You're sitting by the shore of the Pond. It is evening, quiet, barely a ripple on the surface. And you hear a splash.

Beaver in Foster's Pond. Photo by Frances Y.J. Wheeler

Not the gentle, drawn-out SPLOOooosh-sh-sh of a goose, feet and wings extended, gliding in for a gear-down landing. And not the flat SPLAT of a fish flopping back after launching itself in pursuit of an insect.

Tree gnawed by beavers uphill from the dam, a few feet from Rattlesnake Hill Road, January, 2007.

No, this is the spill-your-drink, "What-the?" ker-THUNK of someone heaving a bowling ball into the Pond. It is loud, deep, echoing, and most definitely attention-getting.

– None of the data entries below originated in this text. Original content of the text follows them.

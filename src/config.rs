//! Configuration for specpilot, read from `.specpilot/specpilot.toml`.
//!
//! Layered as file → environment → CLI. Every section is optional.
//!
//! # Configuration File Format
//!
//! ```toml
//! [execution]
//! max_concurrent = 5
//! timeout_ms = 1800000
//! timeout_check_interval_ms = 30000
//!
//! [agent]
//! command = "claude"
//! args = ["-p", "/kiro:spec-{phase} {unit_id}"]
//!
//! [defaults]
//! review = "run"
//! auto_merge = false
//!
//! [defaults.permissions]
//! requirements = true
//! design = true
//! tasks = true
//! document-review = true
//! impl = false
//!
//! [logging]
//! level = "info"
//! format = "pretty"
//! ```

use anyhow::{Context, Result};
use serde::{Deserialize, Serialize};
use std::path::{Path, PathBuf};

use crate::orchestrator::{
    CoordinatorConfig, DEFAULT_MAX_CONCURRENT, DEFAULT_TIMEOUT_MS, ReviewFlag,
};
use crate::phase::{Phase, PhasePermissions};

/// Name of the project-local state directory.
pub const PILOT_DIR: &str = ".specpilot";

/// Concurrency and stall detection.
#[derive(Debug, Clone, Serialize, Deserialize)]
pub struct ExecutionSection {
    #[serde(default = "default_max_concurrent")]
    pub max_concurrent: usize,
    #[serde(default = "default_timeout_ms")]
    pub timeout_ms: u64,
    /// How often the runner polls for timed-out units.
    #[serde(default = "default_timeout_check_interval_ms")]
    pub timeout_check_interval_ms: u64,
}

fn default_max_concurrent() -> usize {
    DEFAULT_MAX_CONCURRENT
}

fn default_timeout_ms() -> u64 {
    DEFAULT_TIMEOUT_MS
}

fn default_timeout_check_interval_ms() -> u64 {
    30_000
}

impl Default for ExecutionSection {
    fn default() -> Self {
        Self {
            max_concurrent: default_max_concurrent(),
            timeout_ms: default_timeout_ms(),
            timeout_check_interval_ms: default_timeout_check_interval_ms(),
        }
    }
}

/// How the agent process is launched.
///
/// `args` entries may contain `{phase}`, `{unit_path}`, `{unit_id}`,
/// `{owner_path}` and `{round}` placeholders.
#[derive(Debug, Clone, Serialize, Deserialize)]
pub struct AgentSection {
    #[serde(default)]
    pub command: Option<String>,
    #[serde(default = "default_agent_args")]
    pub args: Vec<String>,
    #[serde(default)]
    pub working_dir: Option<PathBuf>,
}

fn default_agent_args() -> Vec<String> {
    vec![
        "-p".to_string(),
        "/kiro:spec-{phase} {unit_id}".to_string(),
    ]
}

impl Default for AgentSection {
    fn default() -> Self {
        Self {
            command: None,
            args: default_agent_args(),
            working_dir: None,
        }
    }
}

/// Options applied to `specpilot run` unless overridden on the command line.
#[derive(Debug, Clone, Serialize, Deserialize)]
pub struct DefaultsSection {
    #[serde(default = "default_permissions")]
    pub permissions: PhasePermissions,
    #[serde(default)]
    pub review: ReviewFlag,
    #[serde(default)]
    pub auto_merge: bool,
}

fn default_permissions() -> PhasePermissions {
    PhasePermissions::only(&[
        Phase::Requirements,
        Phase::Design,
        Phase::Tasks,
        Phase::DocumentReview,
    ])
}

impl Default for DefaultsSection {
    fn default() -> Self {
        Self {
            permissions: default_permissions(),
            review: ReviewFlag::default(),
            auto_merge: false,
        }
    }
}

#[derive(Debug, Clone, Copy, PartialEq, Eq, Default, Serialize, Deserialize)]
#[serde(rename_all = "lowercase")]
pub enum LogFormat {
    #[default]
    Pretty,
    Json,
}

#[derive(Debug, Clone, Serialize, Deserialize)]
pub struct LoggingSection {
    #[serde(default = "default_log_level")]
    pub level: String,
    #[serde(default)]
    pub format: LogFormat,
    /// Also write JSON logs to daily-rotated files here.
    #[serde(default)]
    pub log_dir: Option<PathBuf>,
}

fn default_log_level() -> String {
    "info".to_string()
}

impl Default for LoggingSection {
    fn default() -> Self {
        Self {
            level: default_log_level(),
            format: LogFormat::default(),
            log_dir: None,
        }
    }
}

/// The complete specpilot.toml structure.
#[derive(Debug, Clone, Default, Serialize, Deserialize)]
pub struct PilotToml {
    #[serde(default)]
    pub execution: ExecutionSection,
    #[serde(default)]
    pub agent: AgentSection,
    #[serde(default)]
    pub defaults: DefaultsSection,
    #[serde(default)]
    pub logging: LoggingSection,
}

impl PilotToml {
    pub fn load(path: &Path) -> Result<Self> {
        let content = std::fs::read_to_string(path)
            .with_context(|| format!("Failed to read config file: {}", path.display()))?;

        Self::parse(&content)
    }

    pub fn parse(content: &str) -> Result<Self> {
        toml::from_str(content).context("Failed to parse specpilot.toml")
    }

    /// Load from `<pilot_dir>/specpilot.toml`, or defaults if it does not exist.
    pub fn load_or_default(pilot_dir: &Path) -> Result<Self> {
        let config_path = pilot_dir.join("specpilot.toml");
        if config_path.exists() {
            Self::load(&config_path)
        } else {
            Ok(Self::default())
        }
    }

    pub fn save(&self, path: &Path) -> Result<()> {
        let content = toml::to_string_pretty(self).context("Failed to serialize specpilot.toml")?;
        std::fs::write(path, content)
            .with_context(|| format!("Failed to write config file: {}", path.display()))?;
        Ok(())
    }

    /// Agent command: file, then `SPECPILOT_AGENT_CMD`, then `claude`.
    pub fn agent_cmd(&self) -> String {
        self.agent
            .command
            .clone()
            .or_else(|| std::env::var("SPECPILOT_AGENT_CMD").ok())
            .unwrap_or_else(|| "claude".to_string())
    }

    /// Concurrency ceiling; `SPECPILOT_MAX_CONCURRENT` overrides the file.
    pub fn max_concurrent(&self) -> usize {
        std::env::var("SPECPILOT_MAX_CONCURRENT")
            .ok()
            .and_then(|v| v.parse().ok())
            .unwrap_or(self.execution.max_concurrent)
    }

    pub fn coordinator_config(&self) -> CoordinatorConfig {
        CoordinatorConfig {
            max_concurrent: self.max_concurrent(),
            default_timeout_ms: self.execution.timeout_ms,
        }
    }

    pub fn validate(&self) -> Vec<String> {
        let mut warnings = Vec::new();

        if self.execution.max_concurrent == 0 {
            warnings.push("execution.max_concurrent is 0: no unit can ever start".to_string());
        }
        if self.execution.timeout_ms == 0 {
            warnings.push("execution.timeout_ms is 0: every running unit times out".to_string());
        }
        if self.execution.timeout_check_interval_ms == 0 {
            warnings.push("execution.timeout_check_interval_ms must be positive".to_string());
        }
        if !self.agent.args.iter().any(|a| a.contains("{phase}")) {
            warnings.push(
                "agent.args has no {phase} placeholder: every phase receives the same arguments"
                    .to_string(),
            );
        }
        if !["trace", "debug", "info", "warn", "error"]
            .contains(&self.logging.level.to_lowercase().as_str())
        {
            warnings.push(format!("Invalid logging.level '{}'", self.logging.level));
        }

        warnings
    }
}

/// Configuration bound to a project directory, with CLI overrides applied.
#[derive(Debug, Clone)]
pub struct PilotConfig {
    pub project_dir: PathBuf,
    pub pilot_dir: PathBuf,
    pub toml: PilotToml,
    pub verbose: bool,
}

impl PilotConfig {
    pub fn new(project_dir: PathBuf) -> Result<Self> {
        let project_dir = project_dir
            .canonicalize()
            .context("Failed to resolve project directory")?;
        let pilot_dir = project_dir.join(PILOT_DIR);
        let toml = PilotToml::load_or_default(&pilot_dir)?;

        Ok(Self {
            project_dir,
            pilot_dir,
            toml,
            verbose: false,
        })
    }

    pub fn with_verbose(mut self, verbose: bool) -> Self {
        self.verbose = verbose;
        self
    }

    pub fn config_file(&self) -> PathBuf {
        self.pilot_dir.join("specpilot.toml")
    }

    pub fn audit_dir(&self) -> PathBuf {
        self.pilot_dir.join("audit")
    }

    pub fn log_dir(&self) -> PathBuf {
        self.toml
            .logging
            .log_dir
            .clone()
            .unwrap_or_else(|| self.pilot_dir.join("logs"))
    }

    /// Directory the agent runs in.
    pub fn agent_working_dir(&self) -> PathBuf {
        match &self.toml.agent.working_dir {
            Some(dir) if dir.is_absolute() => dir.clone(),
            Some(dir) => self.project_dir.join(dir),
            None => self.project_dir.clone(),
        }
    }

    pub fn validate(&self) -> Vec<String> {
        self.toml.validate()
    }
}
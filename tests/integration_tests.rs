//! Integration tests for specpilot
//!
//! These drive the binary end to end with `sh` standing in for the agent.

use assert_cmd::Command;
use assert_cmd::cargo::cargo_bin_cmd;
use predicates::prelude::*;
use std::fs;
use tempfile::TempDir;

fn specpilot() -> Command {
    let mut cmd = cargo_bin_cmd!("specpilot");
    cmd.env_remove("SPECPILOT_AGENT_CMD")
        .env_remove("SPECPILOT_MAX_CONCURRENT")
        .env_remove("RUST_LOG");
    cmd
}

fn create_temp_project() -> TempDir {
    TempDir::new().unwrap()
}

/// Write a config whose agent is `sh -c <script>` and create `specs/auth`.
fn setup_project(dir: &TempDir, script: &str) {
    let pilot_dir = dir.path().join(".specpilot");
    fs::create_dir_all(&pilot_dir).unwrap();
    fs::create_dir_all(dir.path().join("specs/auth")).unwrap();

    let config = format!(
        r#"
[execution]
timeout_check_interval_ms = 50

[agent]
command = "sh"
args = ["-c", {script:?}, "{{phase}}"]

[logging]
level = "warn"
"#
    );
    fs::write(pilot_dir.join("specpilot.toml"), config).unwrap();
}

// =============================================================================
// Basic CLI Tests
// =============================================================================

mod cli_basics {
    use super::*;

    #[test]
    fn test_help() {
        specpilot()
            .arg("--help")
            .assert()
            .success()
            .stdout(predicate::str::contains("run"))
            .stdout(predicate::str::contains("audit"));
    }

    #[test]
    fn test_version() {
        specpilot().arg("--version").assert().success();
    }

    #[test]
    fn test_unknown_review_flag_rejected() {
        let dir = create_temp_project();
        specpilot()
            .current_dir(dir.path())
            .args(["run", "specs/auth", "--review", "sometimes"])
            .assert()
            .failure();
    }
}

// =============================================================================
// Config Tests
// =============================================================================

mod config {
    use super::*;

    #[test]
    fn test_config_show_defaults() {
        let dir = create_temp_project();
        specpilot()
            .current_dir(dir.path())
            .args(["config", "show"])
            .assert()
            .success()
            .stdout(predicate::str::contains("No specpilot.toml found"))
            .stdout(predicate::str::contains("max_concurrent = 5"));
    }

    #[test]
    fn test_config_init_creates_file() {
        let dir = create_temp_project();
        specpilot()
            .current_dir(dir.path())
            .args(["config", "init"])
            .assert()
            .success()
            .stdout(predicate::str::contains("Created specpilot.toml"));

        let path = dir.path().join(".specpilot/specpilot.toml");
        assert!(path.exists());
        let content = fs::read_to_string(path).unwrap();
        assert!(content.contains("[execution]"));

        specpilot()
            .current_dir(dir.path())
            .args(["config", "init"])
            .assert()
            .success()
            .stdout(predicate::str::contains("already exists"));
    }

    #[test]
    fn test_config_validate_reports_warnings() {
        let dir = create_temp_project();
        fs::create_dir_all(dir.path().join(".specpilot")).unwrap();
        fs::write(
            dir.path().join(".specpilot/specpilot.toml"),
            "[execution]\nmax_concurrent = 0\n",
        )
        .unwrap();

        specpilot()
            .current_dir(dir.path())
            .args(["config", "validate"])
            .assert()
            .success()
            .stdout(predicate::str::contains("max_concurrent is 0"));
    }

    #[test]
    fn test_invalid_toml_fails() {
        let dir = create_temp_project();
        fs::create_dir_all(dir.path().join(".specpilot")).unwrap();
        fs::write(
            dir.path().join(".specpilot/specpilot.toml"),
            "[defaults.permissions]\nmerge = true\n",
        )
        .unwrap();

        specpilot()
            .current_dir(dir.path())
            .args(["config", "show"])
            .assert()
            .failure();
    }
}

// =============================================================================
// Run Tests
// =============================================================================

mod run {
    use super::*;

    #[test]
    fn test_run_document_phases() {
        let dir = create_temp_project();
        setup_project(&dir, "exit 0");

        specpilot()
            .current_dir(dir.path())
            .args(["run", "specs/auth", "--phases", "requirements,design,tasks"])
            .assert()
            .success()
            .stdout(predicate::str::contains("completed"))
            .stdout(predicate::str::contains("requirements, design, tasks"));
    }

    #[test]
    fn test_run_agent_crash_fails() {
        let dir = create_temp_project();
        setup_project(&dir, "exit 4");

        specpilot()
            .current_dir(dir.path())
            .args(["run", "specs/auth", "--phases", "design"])
            .assert()
            .failure()
            .stdout(predicate::str::contains(
                "Agent crashed during phase design with exit code 4",
            ));
    }

    #[test]
    fn test_run_review_changes_requested_pauses() {
        let dir = create_temp_project();
        setup_project(&dir, "echo '<review>changes-requested</review>'");

        specpilot()
            .current_dir(dir.path())
            .args(["run", "specs/auth", "--phases", "document-review,impl"])
            .assert()
            .success()
            .stdout(predicate::str::contains("paused"))
            .stdout(predicate::str::contains("review round: 1"));
    }

    #[test]
    fn test_run_inspection_then_merge() {
        let dir = create_temp_project();
        // `$0` is the phase passed after the script.
        setup_project(
            &dir,
            r#"[ "$0" = inspection ] && echo '<inspection>passed</inspection>'; exit 0"#,
        );

        specpilot()
            .current_dir(dir.path())
            .args([
                "run",
                "specs/auth",
                "--phases",
                "impl,inspection,deploy",
                "--auto-merge",
            ])
            .assert()
            .success()
            .stdout(predicate::str::contains("merging"))
            .stdout(predicate::str::contains("impl, inspection, deploy"));
    }

    #[test]
    fn test_run_missing_unit_dir_pauses() {
        let dir = create_temp_project();
        setup_project(&dir, "exit 0");

        specpilot()
            .current_dir(dir.path())
            .args(["run", "specs/missing", "--phases", "requirements"])
            .assert()
            .success()
            .stdout(predicate::str::contains("Failed to read spec"));
    }

    #[test]
    fn test_run_writes_audit_log() {
        let dir = create_temp_project();
        setup_project(&dir, "exit 7");

        specpilot()
            .current_dir(dir.path())
            .args(["run", "specs/auth", "--phases", "tasks"])
            .assert()
            .failure();

        assert!(dir.path().join(".specpilot/audit/events.jsonl").exists());

        specpilot()
            .current_dir(dir.path())
            .args(["audit", "--errors"])
            .assert()
            .success()
            .stdout(predicate::str::contains("execution-error"))
            .stdout(predicate::str::contains("exit code 7"));

        specpilot()
            .current_dir(dir.path())
            .args(["audit", "--unit", "specs/auth", "--json"])
            .assert()
            .success()
            .stdout(predicate::str::contains("\"event_type\":\"execute-next-phase\""));
    }
}

// =============================================================================
// Audit Tests
// =============================================================================

mod audit {
    use super::*;

    #[test]
    fn test_audit_empty_project() {
        let dir = create_temp_project();
        specpilot()
            .current_dir(dir.path())
            .arg("audit")
            .assert()
            .success()
            .stdout(predicate::str::contains("No audit records found"));
    }

    #[test]
    fn test_audit_reset() {
        let dir = create_temp_project();
        setup_project(&dir, "exit 0");
        specpilot()
            .current_dir(dir.path())
            .args(["run", "specs/auth", "--phases", "design"])
            .assert()
            .success();

        specpilot()
            .current_dir(dir.path())
            .args(["audit", "--reset"])
            .assert()
            .success();

        specpilot()
            .current_dir(dir.path())
            .arg("audit")
            .assert()
            .success()
            .stdout(predicate::str::contains("No audit records found"));
    }
}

And then you see the perpetrator: a beaver, swimming placidly, its head and that broad flat tail barely rippling the surface. The beavers are nocturnal, rarely seen in daylight around the Pond. And they're not that easily spooked. You can get quite close to them, if you are quiet. Sometimes, it seems, they just like to make their presence known.

Beavers in Foster's Pond have become plentiful - there are at least a half dozen of them, probably quite a few more, in at least four dens - bringing down surprisingly large trees and large swaths of shoreside brush. Most shoreline property owners can point to a tree (or several) felled by beavers. (Read further for one resident's tips on preventing further damage.)

December, 2009: Night by night, over a period of three weeks, beavers brought this brush to the sluiceway of the dam, until skim ice put an end to their efforts. Volunteers removed it each morning and stacked it here for later hauling away.  

One place to find them - and to measure their capacity for work - is the Foster's Pond Dam. During the winter drawdown, they respond to the sound of water rushing through the dam's sluiceway by stuffing the narrow outlet with branches, muck, and debris, stopping only when skim ice prevents them from floating the material to the dam. Every night, they attack the "leak". And every morning, a volunteer removes the debris and piles it near the accessway, to be carted off at a later time. The sheer quantity of the material earns the rodents an E+ for effort.

One Foster's Pond resident who has had success in putting an end to beaver damage on his property offers this advice: "Over the last 10+ years, we have lost 7-8 good sized trees on our Azalea Drive property due to the beavers. I have not wanted to trap the beavers for a variety of reasons (like what do I do if I catch one). But I also did not want to lose any more trees. My solution is two-fold. First I bought 30" rabbit fencing and cut it so that I can wrap it around the base of the trees (this MUST be a VERY loose wrap or the tree will grow into the fence and die anyway). I do not attach it to the tree. I just encircle the base of the tree with about a foot of clearance on all sides. This has definitely discouraged the beavers without harming them. Secondly, my neighbor and I have stretched rabbit fencing along our shoreline. This was originally done to discourage the geese, but it also helps discourage the beavers from coming ashore. Note that you do not need to wrap evergreen trees as beavers don't go after them."